Fig. 3.–Restoration of the skull and mandible of Eoanthropus dawsoni, left lateral view; nearly a third of the natural size.

The root of the tooth is complete, somewhat deeper than the crown, and tapers only slightly downwards from the constricted neck to the truncated lower end. It is irregularly ovoid in transverse section (P1. XV, fig. 2e ), the postero-external (lateral-interstitial+ labial) face being gently convex, while the antero-internal (median-interstitial+lingual) face is flattened. It is invested with a distinct layer of cement, which is seen in cross-section both at the lower end and at the base of the crown on the inner (lingual) face. Much of this cement, especially on the flattened face, appears to be deposited in small, ill-defined, and irregularly-arranged globules.

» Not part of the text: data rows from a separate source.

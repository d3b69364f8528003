//! Barometric altimeter: MS5611 compensation, altitudes, altimeter setting and
//! the climb rate shown to the pilot.
//!
//! The climb rate itself comes from the vertical Kalman filter run by the
//! motion processor; this module only post-filters it. Pressure arrives on
//! the bus, the climb post-filter runs from the scheduler's pressure slot.

use core::cell::RefCell;

use crate::bus::Subscriber;
use crate::drivers::filter::RunningAverage;
use crate::error::AltimeterError;
use crate::settings::{
    altimeter_setting_in_range, VarioConfig, MAX_ALTIMETER_SETTING, MAX_CLIMB_FILTER_SAMPLES,
    MIN_ALTIMETER_SETTING, STANDARD_ALTIMETER_SETTING,
};
use crate::state::{Altitude, Climb, PressureSample};

/// Standard sea-level pressure, Pa.
pub const STANDARD_PRESSURE_PA: f64 = 101_325.0;
/// Pa per inHg.
pub const PA_PER_INHG: f64 = 3386.389;

const ALTITUDE_SCALE_M: f64 = 44_330.0;
const ALTITUDE_EXPONENT: f64 = 0.190_264;

/// Long-term climb average: 4 s at 20 samples/s.
const CLIMB_AVERAGE_SAMPLES: f32 = 4.0 * 20.0;

// ── Compensation ─────────────────────────────────────────────────────────────

/// Factory PROM words 1..=6 of the MS5611.
#[derive(Clone, Copy, Debug, Default, PartialEq, Eq)]
#[cfg_attr(feature = "defmt", derive(defmt::Format))]
pub struct CalibrationCoefficients {
    pub sens: u16,     // C1 pressure sensitivity
    pub off: u16,      // C2 pressure offset
    pub tcs: u16,      // C3 temp coefficient of sensitivity
    pub tco: u16,      // C4 temp coefficient of offset
    pub tref: u16,     // C5 reference temperature
    pub tempsens: u16, // C6 temp coefficient of temperature
}

impl CalibrationCoefficients {
    pub fn from_prom(words: [u16; 6]) -> Self {
        Self {
            sens: words[0],
            off: words[1],
            tcs: words[2],
            tco: words[3],
            tref: words[4],
            tempsens: words[5],
        }
    }
}

#[derive(Clone, Copy, Debug, PartialEq, Eq)]
#[cfg_attr(feature = "defmt", derive(defmt::Format))]
pub struct Compensated {
    /// Hundredths of °C.
    pub temperature: i32,
    /// Hundredths of mbar.
    pub pressure: i32,
}

/// Datasheet second-order compensation of raw pressure `d1` and raw
/// temperature `d2`.
pub fn compensate(c: &CalibrationCoefficients, d1: u32, d2: u32) -> Compensated {
    let dt = d2 as i64 - ((c.tref as i64) << 8);
    let mut temp = 2000 + dt * c.tempsens as i64 / (1 << 23);

    let mut off = ((c.off as i64) << 16) + c.tco as i64 * dt / (1 << 7);
    let mut sens = ((c.sens as i64) << 15) + c.tcs as i64 * dt / (1 << 8);

    let mut t2 = 0;
    let mut off2 = 0;
    let mut sens2 = 0;
    if temp < 2000 {
        let cold = (temp - 2000) * (temp - 2000);
        t2 = dt * dt / (1i64 << 31);
        off2 = 5 * cold / 2;
        sens2 = 5 * cold / 4;
    }
    if temp < -1500 {
        let very_cold = (temp + 1500) * (temp + 1500);
        off2 += 7 * very_cold;
        sens2 += 11 * very_cold / 2;
    }
    temp -= t2;
    off -= off2;
    sens -= sens2;

    let pressure = (d1 as i64 * sens / (1 << 21) - off) / (1 << 15);

    Compensated {
        temperature: temp as i32,
        pressure: pressure as i32,
    }
}

// ── Barometric formula ───────────────────────────────────────────────────────

/// Altitude (m) of `pressure_pa` against reference pressure `reference_pa`.
pub fn pressure_altitude(pressure_pa: f64, reference_pa: f64) -> f64 {
    ALTITUDE_SCALE_M * (1.0 - libm::pow(pressure_pa / reference_pa, ALTITUDE_EXPONENT))
}

/// Altimeter setting (inHg) under which `pressure_pa` reads `altitude_m`.
pub fn setting_for_altitude(pressure_pa: i32, altitude_m: f32) -> Result<f32, AltimeterError> {
    let ratio = 1.0 - altitude_m as f64 / ALTITUDE_SCALE_M;
    if !(ratio > 0.0) {
        return Err(AltimeterError::SettingOutOfRange);
    }
    let setting = pressure_pa as f64 / (PA_PER_INHG * libm::pow(ratio, 1.0 / ALTITUDE_EXPONENT));
    if !setting.is_finite() {
        return Err(AltimeterError::SettingOutOfRange);
    }
    Ok(setting as f32)
}

// ── State machine ────────────────────────────────────────────────────────────

#[derive(Clone, Copy, Debug, PartialEq, Eq)]
#[cfg_attr(feature = "defmt", derive(defmt::Format))]
pub enum AltimeterState {
    Uninitialized,
    WaitingForFirstReading,
    Ready,
    Sleeping,
}

#[derive(Clone, Copy, Debug, PartialEq, Eq)]
#[cfg_attr(feature = "defmt", derive(defmt::Format))]
pub enum AltimeterEvent {
    Init,
    FirstReading,
    Sleep,
    Wake,
}

const TRANSITIONS: &[(AltimeterState, AltimeterEvent, AltimeterState)] = &[
    (AltimeterState::Uninitialized, AltimeterEvent::Init, AltimeterState::WaitingForFirstReading),
    (AltimeterState::WaitingForFirstReading, AltimeterEvent::FirstReading, AltimeterState::Ready),
    (AltimeterState::Ready, AltimeterEvent::Sleep, AltimeterState::Sleeping),
    (AltimeterState::Sleeping, AltimeterEvent::Wake, AltimeterState::Ready),
];

pub fn next_state(
    from: AltimeterState,
    event: AltimeterEvent,
) -> Result<AltimeterState, AltimeterError> {
    TRANSITIONS
        .iter()
        .find(|(f, e, _)| *f == from && *e == event)
        .map(|(_, _, to)| *to)
        .ok_or(AltimeterError::InvalidTransition { from, event })
}

// ── Altimeter ────────────────────────────────────────────────────────────────

struct Inner {
    state: AltimeterState,
    setting_inhg: f32,
    pressure: i32,
    altitude: Altitude,
    launch_cm: i32,
    climb: Climb,
    climb_filter: RunningAverage<MAX_CLIMB_FILTER_SAMPLES>,
    first_climb: bool,
    filter_pending: bool,
}

impl Inner {
    fn apply(&mut self, event: AltimeterEvent) -> Result<(), AltimeterError> {
        self.state = next_state(self.state, event)?;
        Ok(())
    }

    fn calculate_altitudes(&mut self) {
        let p = self.pressure as f64;
        let standard = pressure_altitude(p, STANDARD_PRESSURE_PA);
        if !standard.is_finite() {
            fatal!("standard altitude invalid for pressure {}", self.pressure);
        }
        let adjusted = pressure_altitude(p, self.setting_inhg as f64 * PA_PER_INHG);
        if !adjusted.is_finite() {
            fatal!("adjusted altitude invalid, setting {}", self.setting_inhg);
        }
        let adjusted_cm = (adjusted * 100.0) as i32;
        self.altitude = Altitude {
            standard_m: standard as f32,
            adjusted_cm,
            above_launch_cm: adjusted_cm - self.launch_cm,
        };
    }

    fn zero_climb(&mut self) {
        self.climb = Climb::default();
    }

    fn filter_climb(&mut self, velocity: f32) {
        if !velocity.is_finite() {
            fatal!("climb rate invalid: {}", velocity);
        }
        // No previous estimate to compare against on (re)start
        if self.first_climb {
            self.zero_climb();
            self.first_climb = false;
            return;
        }
        self.climb_filter.update(velocity);
        let filtered = self.climb_filter.average();
        if !filtered.is_finite() {
            fatal!("filtered climb invalid: {}", filtered);
        }
        let filtered_cms = (filtered * 100.0) as i32;
        let average = (self.climb.average_cms * (CLIMB_AVERAGE_SAMPLES - 1.0) + filtered_cms as f32)
            / CLIMB_AVERAGE_SAMPLES;
        self.climb = Climb {
            raw_mps: velocity,
            filtered_cms,
            average_cms: average,
        };
    }
}

/// Barometric altimeter, shared by reference between the bus and the
/// scheduler.
pub struct Altimeter {
    inner: RefCell<Inner>,
}

impl Altimeter {
    pub fn new(config: &VarioConfig) -> Self {
        let setting = if altimeter_setting_in_range(config.altimeter_setting) {
            config.altimeter_setting
        } else {
            STANDARD_ALTIMETER_SETTING
        };
        Self {
            inner: RefCell::new(Inner {
                state: AltimeterState::Uninitialized,
                setting_inhg: setting,
                pressure: 0,
                altitude: Altitude::default(),
                launch_cm: 0,
                climb: Climb::default(),
                climb_filter: RunningAverage::new(config.climb_filter_samples),
                first_climb: true,
                filter_pending: false,
            }),
        }
    }

    pub fn init(&self) -> Result<(), AltimeterError> {
        self.inner.borrow_mut().apply(AltimeterEvent::Init)
    }

    pub fn state(&self) -> AltimeterState {
        self.inner.borrow().state
    }

    pub fn is_ready(&self) -> bool {
        self.state() == AltimeterState::Ready
    }

    /// Stops climb output until [`Altimeter::wake`].
    pub fn sleep(&self) -> Result<(), AltimeterError> {
        let mut inner = self.inner.borrow_mut();
        inner.apply(AltimeterEvent::Sleep)?;
        inner.zero_climb();
        inner.first_climb = true;
        inner.filter_pending = false;
        Ok(())
    }

    pub fn wake(&self) -> Result<(), AltimeterError> {
        let mut inner = self.inner.borrow_mut();
        inner.apply(AltimeterEvent::Wake)?;
        inner.first_climb = true;
        inner.climb_filter.reset();
        Ok(())
    }

    /// Post-filters the Kalman climb rate after a new pressure reading.
    /// `velocity` is `None` until the Kalman filter has been seeded.
    pub fn update(&self, velocity: Option<f32>) {
        let mut inner = self.inner.borrow_mut();
        let state = inner.state;
        match state {
            AltimeterState::Sleeping => {
                inner.zero_climb();
                inner.first_climb = true;
            }
            AltimeterState::Ready if inner.filter_pending => {
                if let Some(v) = velocity {
                    inner.filter_climb(v);
                    inner.filter_pending = false;
                }
            }
            _ => {}
        }
    }

    pub fn set_filter_samples(&self, samples: usize) {
        self.inner.borrow_mut().climb_filter.set_window(samples);
    }

    pub fn setting(&self) -> f32 {
        self.inner.borrow().setting_inhg
    }

    /// Nudges the altimeter setting and returns the new value for storage.
    ///
    /// `count` is how long the button has been held: one step is .001 inHg,
    /// x10 from the first repeat, x50 from the eighth.
    pub fn adjust_setting(&self, dir: i8, count: u8) -> f32 {
        let mut step = 0.001;
        if count >= 1 {
            step *= 10.0;
        }
        if count >= 8 {
            step *= 5.0;
        }

        let mut inner = self.inner.borrow_mut();
        if dir >= 1 {
            inner.setting_inhg = (inner.setting_inhg + step).min(MAX_ALTIMETER_SETTING);
        } else if dir <= -1 {
            inner.setting_inhg = (inner.setting_inhg - step).max(MIN_ALTIMETER_SETTING);
        }
        if inner.state != AltimeterState::Uninitialized
            && inner.state != AltimeterState::WaitingForFirstReading
        {
            inner.calculate_altitudes();
        }
        inner.setting_inhg
    }

    /// Solves for the setting that makes the current pressure read
    /// `altitude_m` (e.g. GPS altitude), applies it and returns it.
    pub fn sync_to_altitude(&self, altitude_m: f32) -> Result<f32, AltimeterError> {
        let mut inner = self.inner.borrow_mut();
        if inner.state != AltimeterState::Ready {
            return Err(AltimeterError::NotReady(inner.state));
        }
        let setting = setting_for_altitude(inner.pressure, altitude_m)?;
        if !(MIN_ALTIMETER_SETTING..=MAX_ALTIMETER_SETTING).contains(&setting) {
            return Err(AltimeterError::SettingOutOfRange);
        }
        inner.setting_inhg = setting;
        inner.calculate_altitudes();
        defmt_or_log::info!("altimeter synced to {} m, setting {} inHg", altitude_m, setting);
        Ok(setting)
    }

    pub fn reset_launch(&self) {
        let mut inner = self.inner.borrow_mut();
        inner.launch_cm = inner.altitude.adjusted_cm;
        inner.altitude.above_launch_cm = 0;
    }

    pub fn try_altitude(&self) -> Result<Altitude, AltimeterError> {
        let inner = self.inner.borrow();
        match inner.state {
            AltimeterState::Ready => Ok(inner.altitude),
            state => Err(AltimeterError::NotReady(state)),
        }
    }

    /// Altitudes from the last reading. Halts when not ready.
    pub fn altitude(&self) -> Altitude {
        match self.try_altitude() {
            Ok(a) => a,
            Err(e) => fatal!("altitude read while not ready: {:?}", e),
        }
    }

    /// Standard-pressure altitude for the Kalman filter, `None` when not ready.
    pub fn standard_altitude(&self) -> Option<f32> {
        self.try_altitude().ok().map(|a| a.standard_m)
    }

    /// Climb rates. Zero while sleeping; halts before the first reading.
    pub fn try_climb(&self) -> Result<Climb, AltimeterError> {
        let inner = self.inner.borrow();
        match inner.state {
            AltimeterState::Ready => Ok(inner.climb),
            AltimeterState::Sleeping => Ok(Climb::default()),
            state => Err(AltimeterError::NotReady(state)),
        }
    }

    pub fn climb(&self) -> Climb {
        match self.try_climb() {
            Ok(c) => c,
            Err(e) => fatal!("climb read while not ready: {:?}", e),
        }
    }

    /// Last compensated pressure, Pa.
    pub fn pressure(&self) -> i32 {
        self.inner.borrow().pressure
    }
}

impl Subscriber<PressureSample> for Altimeter {
    fn on_receive(&self, msg: &PressureSample) {
        let mut inner = self.inner.borrow_mut();
        let state = inner.state;
        match state {
            AltimeterState::Uninitialized => {}
            AltimeterState::WaitingForFirstReading => {
                inner.pressure = msg.pressure;
                inner.launch_cm = 0;
                inner.calculate_altitudes();
                inner.launch_cm = inner.altitude.adjusted_cm;
                inner.altitude.above_launch_cm = 0;
                inner.first_climb = true;
                // Always legal from this state
                let _ = inner.apply(AltimeterEvent::FirstReading);
                defmt_or_log::info!("first pressure reading {} Pa", msg.pressure);
            }
            AltimeterState::Ready => {
                inner.pressure = msg.pressure;
                inner.calculate_altitudes();
                inner.filter_pending = true;
            }
            AltimeterState::Sleeping => {
                inner.pressure = msg.pressure;
                inner.calculate_altitudes();
            }
        }
    }
}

The following measurements (in millimetres) may be cited:–

Depth of crown preserved (measured along the outer face) 11.5

Maximum (antero-posterior) width of crown 10.0

Do. (interno-external) breadth of crown 10.5

Do. width of the worn inner face 9.0

Depth of root 18.0

Width of flattened face of root at the upper end 9.5

Do. do. do. do. at the lower end 7.0

Smaller diameter of root at the upper end 7.0

Do. do. do. do lower end 5.0

[90] The canine tooth thus described is distinctly larger than any hitherto found in the genus Homo, and differs fundamentally in having completely interlocked with its opposing tooth, which worked downwards on its inner face as far as the edge of the gum. Its exact position in the jaw remains uncertain, but its crown must have risen well above the level of the other teeth, and its state of wear implies its separation from the anterior premolar by a slight diastema, as in the Apes. If the root was originally inclined in a plane almost parallel with that of the anterior end of the jaw, as in the Apes, the crown must have been more nearly upright than that shown in the hypothetical restoration which I made a year ago. l If, also as in the Apes, the flattened face of the root was almost parallel with the plane of the mandibular symphysis, the concave worn face of the crown would be turned completely backwards and inwards (that is, towards the tongue). In this case (Pl. XV, fig. 4, and figs. 2-3, pp. 88-89) the opposing upper canine tooth must have been shorter and wider than the permanent upper canine in the Recent Apes, for in them the worn surface of the lower canine is continued at least slightly over the outer (labial) side of the crown behind, so that it is visible in internal-external view. There is no evidence of wear by the outer upper incisor, such as sometimes occurs in the Apes; for this wear leaves a small facette in a plane distinct from that made by the canine, also never extends more than about half-way down the crown.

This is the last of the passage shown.